## What needs to be done
Your task is to repeat the listing exactly.

## Exercise inputs

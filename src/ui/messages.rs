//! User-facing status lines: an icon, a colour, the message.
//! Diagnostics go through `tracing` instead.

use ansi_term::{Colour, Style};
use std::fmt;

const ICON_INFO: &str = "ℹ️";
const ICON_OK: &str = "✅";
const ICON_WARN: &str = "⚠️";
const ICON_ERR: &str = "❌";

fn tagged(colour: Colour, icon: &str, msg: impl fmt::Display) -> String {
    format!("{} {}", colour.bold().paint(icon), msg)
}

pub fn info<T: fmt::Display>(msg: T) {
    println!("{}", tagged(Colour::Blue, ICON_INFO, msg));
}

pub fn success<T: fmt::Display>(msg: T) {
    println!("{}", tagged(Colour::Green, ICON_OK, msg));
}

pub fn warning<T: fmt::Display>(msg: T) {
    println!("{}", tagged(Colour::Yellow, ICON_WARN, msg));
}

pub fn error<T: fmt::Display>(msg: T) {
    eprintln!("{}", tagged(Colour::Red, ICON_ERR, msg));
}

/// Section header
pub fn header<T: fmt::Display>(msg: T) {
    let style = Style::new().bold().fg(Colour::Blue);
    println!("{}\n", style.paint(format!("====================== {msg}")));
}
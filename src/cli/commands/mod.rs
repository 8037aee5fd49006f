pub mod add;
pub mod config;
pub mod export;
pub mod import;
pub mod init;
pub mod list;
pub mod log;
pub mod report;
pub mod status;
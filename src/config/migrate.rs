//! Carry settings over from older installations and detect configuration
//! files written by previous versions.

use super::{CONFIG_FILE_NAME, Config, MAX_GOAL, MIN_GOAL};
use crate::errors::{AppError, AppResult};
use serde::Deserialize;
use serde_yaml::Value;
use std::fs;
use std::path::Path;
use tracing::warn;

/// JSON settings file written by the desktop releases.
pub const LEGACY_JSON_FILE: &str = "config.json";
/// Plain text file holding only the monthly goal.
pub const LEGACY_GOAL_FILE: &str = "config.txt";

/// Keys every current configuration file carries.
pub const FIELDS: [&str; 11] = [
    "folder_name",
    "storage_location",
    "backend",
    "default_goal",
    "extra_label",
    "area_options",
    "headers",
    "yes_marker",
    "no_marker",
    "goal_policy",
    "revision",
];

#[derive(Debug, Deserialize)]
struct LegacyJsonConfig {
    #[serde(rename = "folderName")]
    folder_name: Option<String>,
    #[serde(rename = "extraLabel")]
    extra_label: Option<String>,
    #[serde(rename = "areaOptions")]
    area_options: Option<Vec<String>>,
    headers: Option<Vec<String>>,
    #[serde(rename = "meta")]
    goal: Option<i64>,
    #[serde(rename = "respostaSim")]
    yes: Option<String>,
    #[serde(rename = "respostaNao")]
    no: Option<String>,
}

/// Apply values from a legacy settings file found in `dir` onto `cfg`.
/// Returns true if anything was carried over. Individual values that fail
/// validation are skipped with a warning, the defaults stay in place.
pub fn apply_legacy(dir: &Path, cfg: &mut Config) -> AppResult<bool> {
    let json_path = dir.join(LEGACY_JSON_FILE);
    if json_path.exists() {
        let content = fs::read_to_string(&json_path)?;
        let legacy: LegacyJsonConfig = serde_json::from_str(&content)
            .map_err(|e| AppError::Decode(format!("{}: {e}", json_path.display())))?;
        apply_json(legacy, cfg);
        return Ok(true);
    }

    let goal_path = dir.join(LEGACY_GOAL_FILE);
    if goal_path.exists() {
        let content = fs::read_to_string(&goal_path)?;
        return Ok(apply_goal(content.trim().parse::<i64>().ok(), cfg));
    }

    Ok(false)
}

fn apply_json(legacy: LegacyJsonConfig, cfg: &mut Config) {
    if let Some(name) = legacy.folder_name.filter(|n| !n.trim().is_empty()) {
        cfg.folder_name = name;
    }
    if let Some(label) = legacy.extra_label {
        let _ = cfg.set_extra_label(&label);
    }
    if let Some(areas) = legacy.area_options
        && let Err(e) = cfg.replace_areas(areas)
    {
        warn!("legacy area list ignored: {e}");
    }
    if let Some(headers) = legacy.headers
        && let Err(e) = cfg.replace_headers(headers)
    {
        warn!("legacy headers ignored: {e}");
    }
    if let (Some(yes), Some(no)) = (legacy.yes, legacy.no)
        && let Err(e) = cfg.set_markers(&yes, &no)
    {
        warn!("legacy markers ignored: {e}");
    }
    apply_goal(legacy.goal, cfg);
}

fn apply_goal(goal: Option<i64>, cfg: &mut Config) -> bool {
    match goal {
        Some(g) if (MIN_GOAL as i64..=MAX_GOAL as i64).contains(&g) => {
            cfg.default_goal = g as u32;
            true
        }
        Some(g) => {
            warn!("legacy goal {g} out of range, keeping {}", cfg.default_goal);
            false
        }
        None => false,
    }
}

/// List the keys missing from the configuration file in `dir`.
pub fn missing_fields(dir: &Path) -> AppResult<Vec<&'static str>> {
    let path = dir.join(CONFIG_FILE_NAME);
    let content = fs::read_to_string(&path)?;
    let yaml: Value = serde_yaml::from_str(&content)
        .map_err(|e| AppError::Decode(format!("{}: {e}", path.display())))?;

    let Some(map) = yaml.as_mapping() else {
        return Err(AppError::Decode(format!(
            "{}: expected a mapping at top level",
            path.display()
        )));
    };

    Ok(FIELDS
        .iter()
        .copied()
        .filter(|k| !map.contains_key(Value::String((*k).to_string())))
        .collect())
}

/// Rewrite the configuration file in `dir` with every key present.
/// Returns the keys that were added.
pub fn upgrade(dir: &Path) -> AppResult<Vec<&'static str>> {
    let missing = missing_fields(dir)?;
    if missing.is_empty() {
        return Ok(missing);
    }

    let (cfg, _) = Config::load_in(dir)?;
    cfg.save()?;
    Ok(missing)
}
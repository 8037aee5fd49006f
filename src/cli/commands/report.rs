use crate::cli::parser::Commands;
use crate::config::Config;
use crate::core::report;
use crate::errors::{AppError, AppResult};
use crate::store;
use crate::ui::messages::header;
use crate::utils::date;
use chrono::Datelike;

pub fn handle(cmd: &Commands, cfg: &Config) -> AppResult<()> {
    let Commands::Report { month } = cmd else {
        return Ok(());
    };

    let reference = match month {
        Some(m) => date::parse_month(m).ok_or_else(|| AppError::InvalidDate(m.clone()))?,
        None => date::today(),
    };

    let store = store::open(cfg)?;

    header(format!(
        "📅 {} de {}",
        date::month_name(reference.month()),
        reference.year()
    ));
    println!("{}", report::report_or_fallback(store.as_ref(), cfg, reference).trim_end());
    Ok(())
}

## Exercise result
filename src/ui/messages.rs
//! User-facing status lines: an icon, a colour, the message.
//! Diagnostics go through `tracing` instead.

use ansi_term::{Colour, Style};
use std::fmt;

const ICON_INFO: &str = "ℹ️";
const ICON_OK: &str = "✅";
const ICON_WARN: &str = "⚠️";
const ICON_ERR: &str = "❌";

fn tagged(colour: Colour, icon: &str, msg: impl fmt::Display) -> String {
    format!("{} {}", colour.bold().paint(icon), msg)
}

pub fn info<T: fmt::Display>(msg: T) {
    println!("{}", tagged(Colour::Blue, ICON_INFO, msg));
}

pub fn success<T: fmt::Display>(msg: T) {
    println!("{}", tagged(Colour::Green, ICON_OK, msg));
}

pub fn warning<T: fmt::Display>(msg: T) {
    println!("{}", tagged(Colour::Yellow, ICON_WARN, msg));
}

pub fn error<T: fmt::Display>(msg: T) {
    eprintln!("{}", tagged(Colour::Red, ICON_ERR, msg));
}

/// Section header
pub fn header<T: fmt::Display>(msg: T) {
    let style = Style::new().bold().fg(Colour::Blue);
    println!("{}\n", style.paint(format!("====================== {msg}")));
}
filename src/cli/commands/mod.rs
repository 8037aee5fd49006f
pub mod add;
pub mod config;
pub mod export;
pub mod import;
pub mod init;
pub mod list;
pub mod log;
pub mod report;
pub mod status;
filename src/config/migrate.rs
//! Carry settings over from older installations and detect configuration
//! files written by previous versions.

use super::{CONFIG_FILE_NAME, Config, MAX_GOAL, MIN_GOAL};
use crate::errors::{AppError, AppResult};
use serde::Deserialize;
use serde_yaml::Value;
use std::fs;
use std::path::Path;
use tracing::warn;

/// JSON settings file written by the desktop releases.
pub const LEGACY_JSON_FILE: &str = "config.json";
/// Plain text file holding only the monthly goal.
pub const LEGACY_GOAL_FILE: &str = "config.txt";

/// Keys every current configuration file carries.
pub const FIELDS: [&str; 11] = [
    "folder_name",
    "storage_location",
    "backend",
    "default_goal",
    "extra_label",
    "area_options",
    "headers",
    "yes_marker",
    "no_marker",
    "goal_policy",
    "revision",
];

#[derive(Debug, Deserialize)]
struct LegacyJsonConfig {
    #[serde(rename = "folderName")]
    folder_name: Option<String>,
    #[serde(rename = "extraLabel")]
    extra_label: Option<String>,
    #[serde(rename = "areaOptions")]
    area_options: Option<Vec<String>>,
    headers: Option<Vec<String>>,
    #[serde(rename = "meta")]
    goal: Option<i64>,
    #[serde(rename = "respostaSim")]
    yes: Option<String>,
    #[serde(rename = "respostaNao")]
    no: Option<String>,
}

/// Apply values from a legacy settings file found in `dir` onto `cfg`.
/// Returns true if anything was carried over. Individual values that fail
/// validation are skipped with a warning, the defaults stay in place.
pub fn apply_legacy(dir: &Path, cfg: &mut Config) -> AppResult<bool> {
    let json_path = dir.join(LEGACY_JSON_FILE);
    if json_path.exists() {
        let content = fs::read_to_string(&json_path)?;
        let legacy: LegacyJsonConfig = serde_json::from_str(&content)
            .map_err(|e| AppError::Decode(format!("{}: {e}", json_path.display())))?;
        apply_json(legacy, cfg);
        return Ok(true);
    }

    let goal_path = dir.join(LEGACY_GOAL_FILE);
    if goal_path.exists() {
        let content = fs::read_to_string(&goal_path)?;
        return Ok(apply_goal(content.trim().parse::<i64>().ok(), cfg));
    }

    Ok(false)
}

fn apply_json(legacy: LegacyJsonConfig, cfg: &mut Config) {
    if let Some(name) = legacy.folder_name.filter(|n| !n.trim().is_empty()) {
        cfg.folder_name = name;
    }
    if let Some(label) = legacy.extra_label {
        let _ = cfg.set_extra_label(&label);
    }
    if let Some(areas) = legacy.area_options
        && let Err(e) = cfg.replace_areas(areas)
    {
        warn!("legacy area list ignored: {e}");
    }
    if let Some(headers) = legacy.headers
        && let Err(e) = cfg.replace_headers(headers)
    {
        warn!("legacy headers ignored: {e}");
    }
    if let (Some(yes), Some(no)) = (legacy.yes, legacy.no)
        && let Err(e) = cfg.set_markers(&yes, &no)
    {
        warn!("legacy markers ignored: {e}");
    }
    apply_goal(legacy.goal, cfg);
}

fn apply_goal(goal: Option<i64>, cfg: &mut Config) -> bool {
    match goal {
        Some(g) if (MIN_GOAL as i64..=MAX_GOAL as i64).contains(&g) => {
            cfg.default_goal = g as u32;
            true
        }
        Some(g) => {
            warn!("legacy goal {g} out of range, keeping {}", cfg.default_goal);
            false
        }
        None => false,
    }
}

/// List the keys missing from the configuration file in `dir`.
pub fn missing_fields(dir: &Path) -> AppResult<Vec<&'static str>> {
    let path = dir.join(CONFIG_FILE_NAME);
    let content = fs::read_to_string(&path)?;
    let yaml: Value = serde_yaml::from_str(&content)
        .map_err(|e| AppError::Decode(format!("{}: {e}", path.display())))?;

    let Some(map) = yaml.as_mapping() else {
        return Err(AppError::Decode(format!(
            "{}: expected a mapping at top level",
            path.display()
        )));
    };

    Ok(FIELDS
        .iter()
        .copied()
        .filter(|k| !map.contains_key(Value::String((*k).to_string())))
        .collect())
}

/// Rewrite the configuration file in `dir` with every key present.
/// Returns the keys that were added.
pub fn upgrade(dir: &Path) -> AppResult<Vec<&'static str>> {
    let missing = missing_fields(dir)?;
    if missing.is_empty() {
        return Ok(missing);
    }

    let (cfg, _) = Config::load_in(dir)?;
    cfg.save()?;
    Ok(missing)
}
repository 8037aee5fd49006f
filename src/cli/commands/report.rs
use crate::cli::parser::Commands;
use crate::config::Config;
use crate::core::report;
use crate::errors::{AppError, AppResult};
use crate::store;
use crate::ui::messages::header;
use crate::utils::date;
use chrono::Datelike;

pub fn handle(cmd: &Commands, cfg: &Config) -> AppResult<()> {
    let Commands::Report { month } = cmd else {
        return Ok(());
    };

    let reference = match month {
        Some(m) => date::parse_month(m).ok_or_else(|| AppError::InvalidDate(m.clone()))?,
        None => date::today(),
    };

    let store = store::open(cfg)?;

    header(format!(
        "📅 {} de {}",
        date::month_name(reference.month()),
        reference.year()
    ));
    println!("{}", report::report_or_fallback(store.as_ref(), cfg, reference).trim_end());
    Ok(())
}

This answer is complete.